THE DATA:
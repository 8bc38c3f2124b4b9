#![forbid(unsafe_code)]

use capiconv_api::{v1alpha2, v1alpha3, ConversionError, Convertible};
use k8s_openapi::apimachinery::pkg::apis::meta::v1::{ListMeta, ObjectMeta};

fn named(name: &str) -> ObjectMeta {
    ObjectMeta { name: Some(name.into()), namespace: Some("default".into()), ..Default::default() }
}

fn cluster(name: &str, port: i64) -> v1alpha2::Cluster {
    v1alpha2::Cluster {
        metadata: named(name),
        status: v1alpha2::ClusterStatus {
            api_endpoints: vec![v1alpha2::APIEndpoint { host: format!("{name}.example.com"), port }],
            ..Default::default()
        },
        ..Default::default()
    }
}

#[test]
fn cluster_list_keeps_order_and_envelope() {
    let src = v1alpha2::ClusterList {
        metadata: ListMeta { resource_version: Some("1200".into()), ..Default::default() },
        items: vec![cluster("c", 3), cluster("a", 1), cluster("b", 2)],
    };
    let hub = src.convert_to_hub().unwrap();
    assert_eq!(hub.metadata, src.metadata);
    let names: Vec<_> = hub.items.iter().map(|c| c.metadata.name.clone().unwrap()).collect();
    assert_eq!(names, vec!["c", "a", "b"]);
    let ports: Vec<_> = hub.items.iter().map(|c| c.spec.control_plane_endpoint.port).collect();
    assert_eq!(ports, vec![3, 1, 2]);

    let back = v1alpha2::ClusterList::convert_from_hub(&hub).unwrap();
    assert_eq!(back, src);
}

#[test]
fn list_entry_points_check_hub_type() {
    let src = v1alpha2::ClusterList::new(vec![cluster("a", 1)]);
    let mut dst = v1alpha3::ClusterList::default();
    src.convert_to(&mut dst).unwrap();
    assert_eq!(dst.len(), 1);

    let mut wrong = v1alpha3::MachineList::default();
    let err = src.convert_to(&mut wrong).unwrap_err();
    assert!(matches!(err, ConversionError::TypeMismatch { .. }), "{err}");
    assert!(wrong.is_empty());
}

#[test]
fn machine_list_downgrade_fails_without_partial_output() {
    let hub = v1alpha3::MachineList::new(vec![
        v1alpha3::Machine { metadata: named("m0"), ..Default::default() },
        v1alpha3::Machine { metadata: named("m1"), ..Default::default() },
        v1alpha3::Machine { metadata: named("m2"), ..Default::default() },
    ]);
    let mut target = v1alpha2::MachineList::new(vec![v1alpha2::Machine { metadata: named("old"), ..Default::default() }]);
    let err = target.convert_from(&hub).unwrap_err();
    assert_eq!(err.field(), Some("ClusterName"));
    assert_eq!(target.len(), 1);
    assert_eq!(target.items[0].metadata.name.as_deref(), Some("old"));
}

#[test]
fn empty_machine_list_downgrades() {
    let hub = v1alpha3::MachineList {
        metadata: ListMeta { continue_: Some("next".into()), ..Default::default() },
        items: vec![],
    };
    let out = v1alpha2::MachineList::convert_from_hub(&hub).unwrap();
    assert!(out.is_empty());
    assert_eq!(out.metadata.continue_.as_deref(), Some("next"));
}

#[test]
fn machine_deployment_list_upgrades() {
    let src = v1alpha2::MachineDeploymentList::new(vec![
        v1alpha2::MachineDeployment { metadata: named("md-0"), ..Default::default() },
        v1alpha2::MachineDeployment { metadata: named("md-1"), ..Default::default() },
    ]);
    let hub = src.convert_to_hub().unwrap();
    assert_eq!(hub.items[1].metadata.name.as_deref(), Some("md-1"));
}
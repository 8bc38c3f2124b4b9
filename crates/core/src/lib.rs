//! capiconv core: schema versions, converters and hub traits shared by the typed API crate.

#![forbid(unsafe_code)]

use serde::{Deserialize, Serialize};

pub mod convert;
pub mod error;
pub mod hub;
pub mod rules;

pub use convert::{convert_all, RecordConverter, RecordList};
pub use error::{ConvResult, ConversionError};
pub use hub::{downcast_hub, downcast_hub_mut, Convertible, Hub};
pub use rules::{FieldRule, RuleCategory};

/// API group shared by every record kind handled here.
pub const GROUP: &str = "cluster.x-k8s.io";

/// The two adjacent schema versions. `V1Alpha3` is the hub.
#[derive(Debug, Clone, Copy, Serialize, Deserialize, PartialEq, Eq, Hash)]
#[serde(rename_all = "lowercase")]
pub enum SchemaVersion {
    V1Alpha2,
    V1Alpha3,
}

impl SchemaVersion {
    pub const HUB: SchemaVersion = SchemaVersion::V1Alpha3;

    pub fn as_str(&self) -> &'static str {
        match self {
            SchemaVersion::V1Alpha2 => "v1alpha2",
            SchemaVersion::V1Alpha3 => "v1alpha3",
        }
    }

    /// Full `group/version` string as it appears in `apiVersion`.
    pub fn api_version(&self) -> String {
        format!("{}/{}", GROUP, self.as_str())
    }

    /// Parse either a bare version (`v1alpha3`) or a full `apiVersion` in our group.
    pub fn parse(s: &str) -> Option<Self> {
        let version = match s.split_once('/') {
            Some((group, version)) if group == GROUP => version,
            Some(_) => return None,
            None => s,
        };
        match version {
            "v1alpha2" => Some(SchemaVersion::V1Alpha2),
            "v1alpha3" => Some(SchemaVersion::V1Alpha3),
            _ => None,
        }
    }

    pub fn is_hub(&self) -> bool {
        *self == Self::HUB
    }
}

impl std::fmt::Display for SchemaVersion {
    fn fmt(&self, f: &mut std::fmt::Formatter<'_>) -> std::fmt::Result {
        f.write_str(self.as_str())
    }
}

/// Direction of a single conversion call. Each direction is defined independently;
/// `ToHub` followed by `FromHub` is not guaranteed to be the identity.
#[derive(Debug, Clone, Copy, Serialize, Deserialize, PartialEq, Eq, Hash)]
pub enum Direction {
    /// v1alpha2 -> v1alpha3
    ToHub,
    /// v1alpha3 -> v1alpha2
    FromHub,
}

impl Direction {
    pub fn source(&self) -> SchemaVersion {
        match self {
            Direction::ToHub => SchemaVersion::V1Alpha2,
            Direction::FromHub => SchemaVersion::V1Alpha3,
        }
    }

    pub fn target(&self) -> SchemaVersion {
        match self {
            Direction::ToHub => SchemaVersion::V1Alpha3,
            Direction::FromHub => SchemaVersion::V1Alpha2,
        }
    }

    /// Direction needed to bring an object from `source` to `target`; `None` when they match.
    pub fn between(source: SchemaVersion, target: SchemaVersion) -> Option<Self> {
        match (source, target) {
            (SchemaVersion::V1Alpha2, SchemaVersion::V1Alpha3) => Some(Direction::ToHub),
            (SchemaVersion::V1Alpha3, SchemaVersion::V1Alpha2) => Some(Direction::FromHub),
            _ => None,
        }
    }
}

impl std::fmt::Display for Direction {
    fn fmt(&self, f: &mut std::fmt::Formatter<'_>) -> std::fmt::Result {
        write!(f, "{} to {}", self.source(), self.target())
    }
}

pub mod prelude {
    pub use super::{
        ConvResult, ConversionError, Convertible, Direction, Hub, RecordConverter, RecordList,
        SchemaVersion, GROUP,
    };
}
//! Cluster API records in `v1alpha2` and `v1alpha3` and the conversions between them.
//!
//! `v1alpha3` is the hub. Every `v1alpha2` record (and list) implements
//! [`capiconv_core::Convertible`] against its `v1alpha3` counterpart; the per-field
//! differences are listed in [`rules::FIELD_RULES`].

#![forbid(unsafe_code)]

/// Implement `kube::Resource` for namespaced record types of one version.
macro_rules! impl_resource {
    ($version:expr; $($ty:ident => $kind:literal, $plural:literal;)*) => {
        $(
            impl kube::Resource for $ty {
                type DynamicType = ();
                type Scope = k8s_openapi::NamespaceResourceScope;

                fn kind(_: &()) -> std::borrow::Cow<'_, str> { $kind.into() }
                fn group(_: &()) -> std::borrow::Cow<'_, str> { capiconv_core::GROUP.into() }
                fn version(_: &()) -> std::borrow::Cow<'_, str> { $version.into() }
                fn plural(_: &()) -> std::borrow::Cow<'_, str> { $plural.into() }
                fn meta(&self) -> &k8s_openapi::apimachinery::pkg::apis::meta::v1::ObjectMeta { &self.metadata }
                fn meta_mut(&mut self) -> &mut k8s_openapi::apimachinery::pkg::apis::meta::v1::ObjectMeta { &mut self.metadata }
            }
        )*
    };
}

pub mod conversion;
pub mod rules;
pub mod v1alpha2;
pub mod v1alpha3;

pub use capiconv_core::{ConvResult, ConversionError, Convertible, Direction, Hub, RecordList, SchemaVersion};
pub use rules::FIELD_RULES;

DESCRIPTION OF THE TASK: Copy each line of the data that includes the word "apimachinery".

RESPONSE FOR THIS EXERCISE:
use k8s_openapi::apimachinery::pkg::apis::meta::v1::{ListMeta, ObjectMeta};
                fn meta(&self) -> &k8s_openapi::apimachinery::pkg::apis::meta::v1::ObjectMeta { &self.metadata }
                fn meta_mut(&mut self) -> &mut k8s_openapi::apimachinery::pkg::apis::meta::v1::ObjectMeta { &mut self.metadata }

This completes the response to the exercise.